Bill Tait – They’ve come and gone.  Recent publications have a lot of advice for helping practitioners.  People are still uncertain about this (?).

OU Conf: Marion Hall – HSC resource bank

Marion Hall, Lecturer in Faculty of Health and Social Care..

Library of resources for use across HSC courses – SORRS project – Shared Online Resources Repository System.

Went live on 16 Jan 2008, HSC resource bank as standard Moodle course website – http://learn.open.ac.uk/site/HSCRB

Can be accessed by: all HSC students, ALs, and OU staff via autoregistration at http://learn.open.ac.uk/course/view.php?id=4443

It’s a meta course so permissions feed in automatically from all HSC courses.  Wanted to use ECM but that’s not available, so the database lives somewhere else as a workaround, so can’t genericise it until it’s available.  Could use it in other Faculties but would need to do your own workaround.

Metadata attached – especially ‘nation’ – England, Wales, Scotland, Northern Ireland – especially for legislation in H&SC contexts.  And keywords from a restricted taxonomy!  Thirty keywords – to help with students putting in mis-spellings, or the synonyms problem.  (Hmm – I think there are cleaner ways of doing this.)

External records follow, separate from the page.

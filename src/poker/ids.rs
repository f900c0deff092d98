use rand::Rng;
use uuid::Uuid;

const ROOM_CODE_ALPHABET: &[u8] = b"ABCDEFGHIJKLMNOPQRSTUVWXYZ0123456789";
pub const ROOM_CODE_LEN: usize = 6;

/// Produces opaque identifiers that are unique for a room's lifetime
pub trait IdGenerator: Send + Sync {
    fn room_id(&self) -> String;
    fn participant_id(&self) -> String;
    fn story_id(&self) -> String;
    fn message_id(&self) -> String;
}

/// UUID v4 based identifiers with a short kind prefix
pub struct UuidIdGenerator;

impl UuidIdGenerator {
    pub fn new() -> Self {
        Self
    }

    fn short_uuid() -> String {
        Uuid::new_v4().simple().to_string()
    }
}

impl Default for UuidIdGenerator {
    fn default() -> Self {
        Self::new()
    }
}

impl IdGenerator for UuidIdGenerator {
    fn room_id(&self) -> String {
        format!("room_{}", Self::short_uuid())
    }

    fn participant_id(&self) -> String {
        Self::short_uuid()
    }

    fn story_id(&self) -> String {
        format!("story_{}", Self::short_uuid())
    }

    fn message_id(&self) -> String {
        format!("msg_{}", Self::short_uuid())
    }
}

/// Trait for generating room codes
pub trait RoomCodeGenerator: Send + Sync {
    fn generate(&self) -> String;
}

/// Six random characters from the uppercase alphanumeric alphabet
pub struct RandomRoomCodeGenerator;

impl RandomRoomCodeGenerator {
    pub fn new() -> Self {
        Self
    }
}

impl Default for RandomRoomCodeGenerator {
    fn default() -> Self {
        Self::new()
    }
}

impl RoomCodeGenerator for RandomRoomCodeGenerator {
    fn generate(&self) -> String {
        let mut rng = rand::rng();
        (0..ROOM_CODE_LEN)
            .map(|_| ROOM_CODE_ALPHABET[rng.random_range(0..ROOM_CODE_ALPHABET.len())] as char)
            .collect()
    }
}

#[cfg(test)]
mod tests {
    use super::*;
    use crate::poker::models::is_valid_room_code;

    #[test]
    fn test_room_codes_are_six_uppercase_alphanumerics() {
        let generator = RandomRoomCodeGenerator::new();
        for _ in 0..50 {
            let code = generator.generate();
            assert!(is_valid_room_code(&code), "bad code {}", code);
        }
    }

    #[test]
    fn test_ids_carry_kind_prefix_and_are_unique() {
        let ids = UuidIdGenerator::new();
        let a = ids.story_id();
        let b = ids.story_id();

        assert!(a.starts_with("story_"));
        assert!(ids.message_id().starts_with("msg_"));
        assert!(ids.room_id().starts_with("room_"));
        assert!(!ids.participant_id().is_empty());
        assert_ne!(a, b);
    }
}
use async_trait::async_trait;
use axum::{
    extract::{Path, State, WebSocketUpgrade},
    response::Response,
};
use std::sync::Arc;
use tokio::sync::mpsc;
use tracing::{info, warn};
use uuid::Uuid;

use crate::room::{normalize_room_code, RoomService};
use crate::shared::{AppError, AppState};
use crate::websockets::messages::ClientEvent;

use super::socket::{Connection, MessageHandler};

/// Message handler for receiving WebSocket messages from the client
pub struct WebsocketReceiveHandler {
    room_service: Arc<RoomService>,
}

impl WebsocketReceiveHandler {
    pub fn new(room_service: Arc<RoomService>) -> Self {
        Self { room_service }
    }
}

#[async_trait]
impl MessageHandler for WebsocketReceiveHandler {
    async fn handle_message(&self, connection_id: &str, room_code: &str, message: String) {
        // Parse message and forward it to the room; malformed frames are dropped
        match serde_json::from_str::<ClientEvent>(&message) {
            Ok(event) => {
                info!(
                    connection_id = %connection_id,
                    room_code = %room_code,
                    event_type = event.kind(),
                    "Received client event"
                );
                self.room_service
                    .dispatch(room_code, connection_id, event)
                    .await;
            }
            Err(e) => {
                warn!(
                    connection_id = %connection_id,
                    room_code = %room_code,
                    error = %e,
                    "Failed to parse WebSocket message"
                );
            }
        }
    }
}

/// WebSocket endpoint that attaches the caller to a room
/// GET /ws/{code}
pub async fn websocket_handler(
    ws: WebSocketUpgrade,
    Path(code): Path<String>,
    State(app_state): State<AppState>,
) -> Result<Response, AppError> {
    let room_code = normalize_room_code(&code).map_err(|e| {
        warn!(room_code = %code, "Rejecting WebSocket for malformed room code");
        e
    })?;

    info!(room_code = %room_code, "WebSocket connection requested");

    Ok(ws.on_upgrade(move |socket| handle_websocket_connection(socket, room_code, app_state)))
}

/// Handle the upgraded WebSocket connection
async fn handle_websocket_connection(
    socket: axum::extract::ws::WebSocket,
    room_code: String,
    app_state: AppState,
) {
    let connection_id = Uuid::new_v4().to_string();

    info!(
        room_code = %room_code,
        connection_id = %connection_id,
        "WebSocket connection established"
    );

    // Create the outbound channel (app -> client)
    let (outbound_sender, outbound_receiver) = mpsc::unbounded_channel::<String>();

    app_state
        .connection_manager
        .add_connection(connection_id.clone(), outbound_sender)
        .await;
    app_state
        .room_service
        .attach(&room_code, &connection_id)
        .await;

    let message_handler = Arc::new(WebsocketReceiveHandler::new(Arc::clone(
        &app_state.room_service,
    )));

    // Wrap the axum WebSocket in our simple interface
    let connection = Connection::new(
        connection_id.clone(),
        room_code.clone(),
        Box::new(socket),
        outbound_receiver,
        message_handler,
    );

    // Run the connection until disconnect
    match connection.run().await {
        Ok(()) => {
            info!(
                room_code = %room_code,
                connection_id = %connection_id,
                "WebSocket connection closed cleanly"
            );
        }
        Err(e) => {
            warn!(
                room_code = %room_code,
                connection_id = %connection_id,
                error = %e,
                "WebSocket connection error"
            );
        }
    }

    // Cleanup: stop routing frames here, then let the room forget the connection
    app_state
        .connection_manager
        .remove_connection(&connection_id)
        .await;
    app_state
        .room_service
        .detach(&room_code, &connection_id)
        .await;
}
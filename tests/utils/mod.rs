pub mod assertions;
pub mod mocks;
pub mod setup;

// Re-export main utilities for use by test files
#[allow(unused_imports)]
pub use assertions::{MessageAssertion, RoomContent};
#[allow(unused_imports)]
pub use mocks::{CountingIds, MockConnectionManager};
#[allow(unused_imports)]
pub use setup::{TestSetup, TestSetupBuilder};
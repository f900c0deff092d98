// Public API
pub use connection_manager::{ConnectionManager, InMemoryConnectionManager};
pub use handler::{websocket_handler, WebsocketReceiveHandler};
pub use messages::{ClientEvent, ServerMessage};
pub use room_session::RoomSession;
pub use socket::MessageHandler;

// Internal modules
mod connection_manager;
mod handler;
pub mod messages;
mod room_session;
mod socket;
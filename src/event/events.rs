use tokio::sync::oneshot;

use crate::poker::models::{RoomView, Story};
use crate::websockets::messages::ClientEvent;

/// Events delivered to a room's session, in arrival order
#[derive(Debug)]
pub enum RoomEvent {
    /// A WebSocket attached to the room
    ConnectionOpened { connection_id: String },

    /// A well-formed event sent by a client
    ClientEvent {
        connection_id: String,
        event: ClientEvent,
    },

    /// A WebSocket detached from the room
    ConnectionClosed { connection_id: String },

    /// Read-only query for the current room state
    SnapshotRequested { reply: oneshot::Sender<RoomSnapshot> },
}

impl RoomEvent {
    /// Get a human-readable description of the event type
    pub fn event_type(&self) -> &'static str {
        match self {
            RoomEvent::ConnectionOpened { .. } => "connection_opened",
            RoomEvent::ClientEvent { event, .. } => event.kind(),
            RoomEvent::ConnectionClosed { .. } => "connection_closed",
            RoomEvent::SnapshotRequested { .. } => "snapshot_requested",
        }
    }
}

/// Room state plus every story estimated in it so far
#[derive(Debug, Clone)]
pub struct RoomSnapshot {
    pub room: RoomView,
    pub stories: Vec<Story>,
}
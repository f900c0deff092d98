use serde::{Deserialize, Serialize};

use crate::poker::models::{ChatMessage, RoomView, Story};
use crate::websockets::messages::ServerMessage;

#[derive(Debug, Clone, Copy, PartialEq, Eq, Serialize, Deserialize)]
#[serde(rename_all = "snake_case")]
pub enum ConnectionStatus {
    Connected,
    Disconnected,
}

/// A client's local view of one room, rebuilt from broadcasts
///
/// The room snapshot is replaced wholesale on every `room_update`. Chat and
/// story history only grow; a story is appended the first time its id shows
/// up as the current story and is never touched again afterwards.
#[derive(Debug, Clone)]
pub struct RoomProjection {
    room: Option<RoomView>,
    chat_log: Vec<ChatMessage>,
    history: Vec<Story>,
    status: ConnectionStatus,
}

impl RoomProjection {
    pub fn new() -> Self {
        Self {
            room: None,
            chat_log: Vec::new(),
            history: Vec::new(),
            status: ConnectionStatus::Connected,
        }
    }

    pub fn apply(&mut self, message: &ServerMessage) {
        match message {
            ServerMessage::RoomUpdate(room) => {
                if let Some(story) = &room.current_story {
                    if !self.history.iter().any(|seen| seen.id == story.id) {
                        self.history.push(story.clone());
                    }
                }
                self.room = Some(room.clone());
            }
            ServerMessage::ChatMessage(chat) => self.chat_log.push(chat.clone()),
            // Rejection notices carry no room state
            ServerMessage::ActionRejected(_) => {}
        }
    }

    pub fn room(&self) -> Option<&RoomView> {
        self.room.as_ref()
    }

    pub fn chat_log(&self) -> &[ChatMessage] {
        &self.chat_log
    }

    pub fn history(&self) -> &[Story] {
        &self.history
    }

    pub fn status(&self) -> ConnectionStatus {
        self.status
    }

    pub fn set_status(&mut self, status: ConnectionStatus) {
        self.status = status;
    }

    /// Every current participant has a vote on the current story
    pub fn all_voted(&self) -> bool {
        let Some(room) = &self.room else {
            return false;
        };
        let Some(story) = &room.current_story else {
            return false;
        };
        !room.participants.is_empty()
            && room
                .participants
                .iter()
                .all(|p| story.vote_of(&p.id).is_some())
    }
}

impl Default for RoomProjection {
    fn default() -> Self {
        Self::new()
    }
}
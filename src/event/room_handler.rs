use async_trait::async_trait;
use thiserror::Error;

use super::events::RoomEvent;

/// Errors that can occur when handling room events
#[derive(Debug, Error)]
pub enum RoomEventError {
    #[error("Handler error: {0}")]
    HandlerError(String),
}

/// Trait for components that own a room and react to its events
///
/// The handler is driven by exactly one task, so it may keep room state
/// in `&mut self` without further locking.
#[async_trait]
pub trait RoomEventHandler: Send {
    /// Handle a room event
    ///
    /// The handler should:
    /// - Apply the event to the room it owns
    /// - Notify the room's members of the outcome
    /// - Return Ok(()) on success or RoomEventError on failure
    async fn handle_room_event(
        &mut self,
        room_code: &str,
        event: RoomEvent,
    ) -> Result<(), RoomEventError>;

    /// Get a human-readable name for this handler (for logging/debugging)
    fn handler_name(&self) -> &'static str;
}
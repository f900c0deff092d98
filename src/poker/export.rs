use super::models::Story;
use super::statistics::compute_statistics;

const HEADERS: [&str; 6] = [
    "Story Title",
    "Description",
    "Votes",
    "Average",
    "Mode",
    "Final Estimate",
];

/// Render the story history as a CSV report, one row per story
pub fn stories_to_csv(stories: &[Story]) -> String {
    let mut lines = Vec::with_capacity(stories.len() + 1);
    lines.push(HEADERS.join(","));

    for story in stories {
        let stats = compute_statistics(&story.votes);
        let votes = story
            .votes
            .iter()
            .map(|v| format!("{}:{}", v.user_name, v.value))
            .collect::<Vec<_>>()
            .join("; ");

        let row = [
            quoted(&story.title),
            quoted(story.description.as_deref().unwrap_or_default()),
            escaped(&votes),
            stats.average,
            stats.mode,
            escaped(story.final_estimate.as_deref().unwrap_or_default()),
        ];
        lines.push(row.join(","));
    }

    lines.join("\n")
}

/// File name for a report generated on the given date
pub fn export_file_name(date: chrono::NaiveDate) -> String {
    format!("planning-poker-results-{}.csv", date.format("%Y-%m-%d"))
}

fn quoted(field: &str) -> String {
    format!("\"{}\"", field.replace('"', "\"\""))
}

fn escaped(field: &str) -> String {
    if field.contains(&[',', '"', '\n'][..]) {
        quoted(field)
    } else {
        field.to_string()
    }
}

#[cfg(test)]
mod tests {
    use super::*;
    use crate::poker::models::{Vote, VoteValue};

    fn vote(name: &str, value: VoteValue) -> Vote {
        Vote {
            user_id: name.to_lowercase(),
            user_name: name.to_string(),
            value,
        }
    }

    #[test]
    fn test_csv_has_header_and_row_per_story() {
        let mut first = Story::new("s1".into(), "Login flow".into(), Some("OAuth".into()));
        first.votes = vec![
            vote("Ana", VoteValue::Five),
            vote("Bo", VoteValue::Five),
            vote("Cy", VoteValue::Eight),
        ];
        first.final_estimate = Some("5".into());
        let second = Story::new("s2".into(), "Say \"hi\"".into(), None);

        let csv = stories_to_csv(&[first, second]);
        let lines: Vec<&str> = csv.lines().collect();

        assert_eq!(
            lines[0],
            "Story Title,Description,Votes,Average,Mode,Final Estimate"
        );
        assert_eq!(
            lines[1],
            "\"Login flow\",\"OAuth\",Ana:5; Bo:5; Cy:8,6.0,5,5"
        );
        assert_eq!(lines[2], "\"Say \"\"hi\"\"\",\"\",,N/A,N/A,");
        assert_eq!(lines.len(), 3);
    }

    #[test]
    fn test_file_name_uses_iso_date() {
        let date = chrono::NaiveDate::from_ymd_opt(2024, 3, 9).unwrap();
        assert_eq!(
            export_file_name(date),
            "planning-poker-results-2024-03-09.csv"
        );
    }
}
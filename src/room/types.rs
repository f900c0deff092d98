use serde::{Deserialize, Serialize};

/// Response for room code reservation
#[derive(Debug, Serialize, Deserialize)]
pub struct CreateRoomResponse {
    pub code: String,
}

Resources lifted from existing courses, genercised, converted for web.  About 300 resources (pages) at now; another 375 in Phase 2 in Sept 2008, mostly new resources from Jan 2009 from courses in production.

Another component – ‘Milestones’ – significant events in history of H&SC from 1869; each event is an individual resource, course teams can add events (e.g. when doing new course) – can produce search results as a timeline graphic.  (Fun timeline technologies from Tony – e.g. Simile timeline, also BBC have done some nice ones.)

Resources available via programme website; allows for systematic skills development within a named award.

Me – any feedback/evaluation?Marion – Main formal evaluation is to come after stage three. Some small tentative evaluation which gave us some info about study time for these resources.

s/o – What about the generic resources on S Svcs website and getting them to do the extra work>

Marion – Yes, we’ll use those where available, but our students need a lot of handholding compared to the Computing Guide – liaising with Student Services

s/o – Wanted a guide to using Word drawing tool, got the students to produce it, very successful.